Fondée il y a 19 ans, l’association demeure toujours aussi discrète. Les 50 membres n’osent pas divulguer leur identité, craignant les représailles de la hiérarchie catholique. Bruno Fluder est l’un des deux seuls membres à s’afficher publiquement. «Je peux prendre ce risque, car l’Eglise n’est plus mon employeur», explique-t-il.
Le groupe tient une liste secrète d’une vingtaine de noms de prêtres et assistants pastoraux catholiques disposés à bénir les couples homosexuels, qui veulent invoquer la bienveillance divine sur leur amour, mais sans tapage médiatique.
«La majorité des prêtres sur cette liste ne font pas partie de notre association, mais nous les connaissons», raconte Bruno Fluder.
L’homme, cordial, n’a pas hésité à nous accueillir dans son bureau à la Mission Bethléem à Lucerne, une ONG de coopération solidaire. Il dirige encore un chœur dans une église de la région, mais il a quitté son poste d’assistant pastoral. «Je ne voulais plus être employé dans une institution religieuse qui ne respecte pas le droit des femmes et des hommes. Il ne s’agit pas seulement de la question homosexuelle», précise-t-il.
Le Lucernois se dit toujours fervent catholique et attaché à la communauté religieuse. A l’âge de 10 ans, il rêvait de devenir prêtre. «Je crois que cette vocation précoce n’est pas étrangère à mon homosexualité, même si je n’en avais pas conscience. C’est le seul métier qui permet de ne pas se marier», analyse-t-il trente ans plus tard.

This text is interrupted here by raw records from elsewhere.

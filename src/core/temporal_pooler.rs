//! Temporal pooling learns transitions between the active column sets produced by spatial pooling.
//!
//! How it works:
//! - Phase 1 looks at active columns only. Cells that were predicted at `t-1` through a sequence
//!   segment become active ("bottom-up predicted"). If no cell was predicted the column bursts and
//!   every cell becomes active. If no cell became learning through a segment that was driven by
//!   learning cells, the best matching cell is chosen to learn, and it queues an update that grows
//!   or extends a sequence segment towards the cells that were learning at `t-1`.
//! - Phase 2 looks at every cell. Segments are evaluated against the new activity and a cell with
//!   an active segment enters the predicting state. With learning on, it queues reinforcement of the
//!   active segment that predicts soonest, and an update for a segment that could have predicted
//!   this one step earlier (one more prediction step).
//! - Phase 3 applies the queued updates: positively for learning cells, negatively for cells that
//!   stopped predicting without becoming active through learning. Every queue is emptied.
//!
//! Within a phase every column only mutates itself and reads other columns through the `Activity`
//! snapshot, so each phase may be fanned out across columns. The snapshot is refreshed between
//! phase 1 and phase 2, which is the only point where other columns' new state becomes visible.

use super::{
    activity::Activity,
    column::Column,
    config::{RegionParams, Scheduler},
    region::Region,
    segment_update::{SegmentUpdateInfo, TimeRef, UpdateContext},
};
#[cfg(feature = "parallel")]
use rayon::prelude::*;
use tracing::trace;

/// Runs `op` on every column, in parallel if the scheduler asks for it and the `parallel`
/// feature is enabled.
pub(crate) fn fan_out<F>(columns: &mut [Column], scheduler: Scheduler, op: F)
where
    F: Fn(&mut Column) + Send + Sync,
{
    #[cfg(feature = "parallel")]
    {
        if scheduler == Scheduler::Parallel {
            columns.par_iter_mut().for_each(op);
            return;
        }
    }

    #[cfg(not(feature = "parallel"))]
    let _ = scheduler;

    columns.iter_mut().for_each(op);
}

impl Region {
    /// Runs `op` on every column using the configured scheduler.
    pub(crate) fn for_each_column<F>(&mut self, op: F)
    where
        F: Fn(&mut Column) + Send + Sync,
    {
        fan_out(&mut self.columns, self.params.scheduler, op);
    }

    /// Runs the three temporal pooling phases.
    pub fn perform_temporal_pooling(&mut self) {
        let params = &self.params;
        let activity = &self.activity;
        fan_out(&mut self.columns, params.scheduler, |column| {
            activate_cells(column, params, activity)
        });

        self.activity.capture(&self.columns);

        let params = &self.params;
        let activity = &self.activity;
        fan_out(&mut self.columns, params.scheduler, |column| {
            predict_cells(column, params, activity)
        });

        if params.temporal_learning {
            fan_out(&mut self.columns, params.scheduler, |column| {
                apply_updates(column, params)
            });
        }
    }
}

/// Phase 1: decide the active and learning cells of an active column.
fn activate_cells(column: &mut Column, params: &RegionParams, activity: &Activity) {
    if !column.is_active {
        return;
    }

    let learning = params.temporal_learning;
    let mut bottom_up_predicted = false;
    let mut learning_chosen = false;

    for cell in column.cells.iter_mut().filter(|cell| cell.was_predicted) {
        let Some(s) = cell.previous_active_segment() else {
            continue;
        };

        let segment = &cell.segments[s];
        if !segment.is_sequence {
            continue;
        }

        let from_learning = learning && segment.was_active_from_learning(activity);

        bottom_up_predicted = true;
        cell.is_active = true;

        if from_learning {
            learning_chosen = true;
            cell.is_learning = true;
        }
    }

    if !bottom_up_predicted {
        trace!(column = column.index, "bursting");
        for cell in column.cells.iter_mut() {
            cell.is_active = true;
        }
    }

    if learning && !learning_chosen {
        let min_count = params.config.min_synapses_per_segment_threshold;
        let (best, segment) = column.best_matching_cell(1, TimeRef::Previous, min_count);

        let ctx = UpdateContext {
            activity,
            column: column.index,
            locality_radius: params.locality_radius,
            new_synapse_count: params.new_synapse_count,
        };

        let Column { cells, rng, .. } = column;
        let cell = &mut cells[best];
        cell.is_learning = true;

        let info = SegmentUpdateInfo::new(&cell.segments, segment, TimeRef::Previous, true, 1, &ctx, rng);
        cell.pending.push(info);
    }
}

/// Phase 2: evaluate distal segments and queue the reinforcement of predicting cells.
fn predict_cells(column: &mut Column, params: &RegionParams, activity: &Activity) {
    let config = &params.config;
    let ctx = UpdateContext {
        activity,
        column: column.index,
        locality_radius: params.locality_radius,
        new_synapse_count: params.new_synapse_count,
    };

    let Column { cells, rng, .. } = column;

    for cell in cells.iter_mut() {
        for segment in cell.segments.iter_mut() {
            segment.process(activity, config.permanence.connected);
        }

        if !cell.segments.iter().any(|segment| segment.is_active) {
            continue;
        }

        let soonest = cell.set_predicting(true, config.max_prediction_steps);

        if !params.temporal_learning {
            continue;
        }

        if let Some(s) = soonest {
            let steps = cell.segments[s].prediction_steps;
            let info = SegmentUpdateInfo::new(&cell.segments, Some(s), TimeRef::Now, false, steps, &ctx, rng);
            cell.pending.push(info);
        }

        let steps = cell.prediction_steps + 1;
        let matching = cell
            .best_matching_segment(steps, TimeRef::Previous, config.min_synapses_per_segment_threshold)
            .map(|(s, _)| s);

        let info = SegmentUpdateInfo::new(&cell.segments, matching, TimeRef::Previous, true, steps, &ctx, rng);
        cell.pending.push(info);
    }
}

/// Phase 3: apply or discard every cell's queued updates.
fn apply_updates(column: &mut Column, params: &RegionParams) {
    for cell in column.cells.iter_mut() {
        if cell.is_learning {
            cell.apply_segment_updates(true, params.seg_active_threshold, &params.config);
        } else if !cell.is_predicting && cell.was_predicted {
            cell.apply_segment_updates(false, params.seg_active_threshold, &params.config);
        } else {
            cell.pending.clear();
        }
    }
}

#[cfg(test)]
mod tests {
    use crate::core::{config::RegionParams, region::Region};

    fn step(region: &mut Region, active: &[usize]) {
        let mut input = vec![false; region.input.len()];
        for &i in active {
            input[i] = true;
        }
        region.update_input(&input).unwrap();
        region.run_once();
    }

    #[test]
    fn unpredicted_column_bursts() {
        let mut region = Region::new(RegionParams::hardcoded(4, 1, 3, 1, 2)).unwrap();
        step(&mut region, &[1]);

        let column = &region.columns[1];
        assert!(column.cells.iter().all(|cell| cell.is_active));
        assert_eq!(column.cells.iter().filter(|cell| cell.is_learning).count(), 1);
        assert!(region.columns[0].cells.iter().all(|cell| !cell.is_active));
    }

    #[test]
    fn queues_are_empty_after_each_step() {
        let mut region = Region::new(RegionParams::hardcoded(6, 1, 2, 1, 2)).unwrap();
        for i in 0..12 {
            step(&mut region, &[i % 6, (i + 1) % 6]);
            assert!(region.cells().all(|cell| cell.pending.is_empty()));
        }
    }

    #[test]
    fn learned_transition_predicts_next_column() {
        let mut region = Region::new(RegionParams::hardcoded(4, 1, 1, 1, 1)).unwrap();
        for _ in 0..3 {
            step(&mut region, &[0]);
            step(&mut region, &[2]);
        }

        step(&mut region, &[0]);
        assert!(region.columns[2].cells[0].is_predicting);
        assert_eq!(region.column_predictions()[2], 1);
    }

    #[test]
    fn no_learning_grows_nothing() {
        let params = RegionParams::hardcoded(4, 1, 1, 1, 1).with_temporal_learning(false);
        let mut region = Region::new(params).unwrap();
        for i in 0..8 {
            step(&mut region, &[i % 4]);
        }

        assert_eq!(region.num_region_segments(0), 0);
        assert!(region.cells().all(|cell| !cell.is_learning));
    }
}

Quand il prend conscience, à 14 ans, de son orientation sexuelle, il nie l’évidence et se tourne vers la foi catholique
«Prêtre, c’était pour moi la seule solution.» Ce n’est qu’à 25 ans, au terme de ses études en théologie, qu’il réalise que l’ordination n’est pas la solution qui lui convient. Il devient alors assistant pastoral et entame une psychothérapie.
«Un ami diacre à Saint-Gall m’a proposé de rejoindre l’association qu’il venait de créer avec dix autres employés de l’Eglise. Je n’avais pas encore fait mon coming out et sa proposition m’a perturbé. Mais j’ai fini par accepter, et j’en suis devenu le président quelques années plus tard.»
Adamim réunit des religieux catholiques, quelques protestants et orthodoxes, aux visions très variées. «Certains sont conservateurs, d’autres très libéraux. Il y a des membres qui n’ont jamais eu de rapports sexuels mais se sentent homosexuels, d’autres qui ont une relation durable de couple, et quelques-uns qui ont des rapports libertins», raconte Bruno Fluder. A l’origine, le groupe se réunissait une fois par mois, afin que chacun raconte son expérience. «Sans se juger! Cela m’a fait beaucoup de bien», sourit-il.
L’ancien président d’Adamim paraît serein, épanoui. Il a enfin clarifié son rapport à cette Eglise qui condamne l’homosexualité. Mais il ne montre guère d’espoir.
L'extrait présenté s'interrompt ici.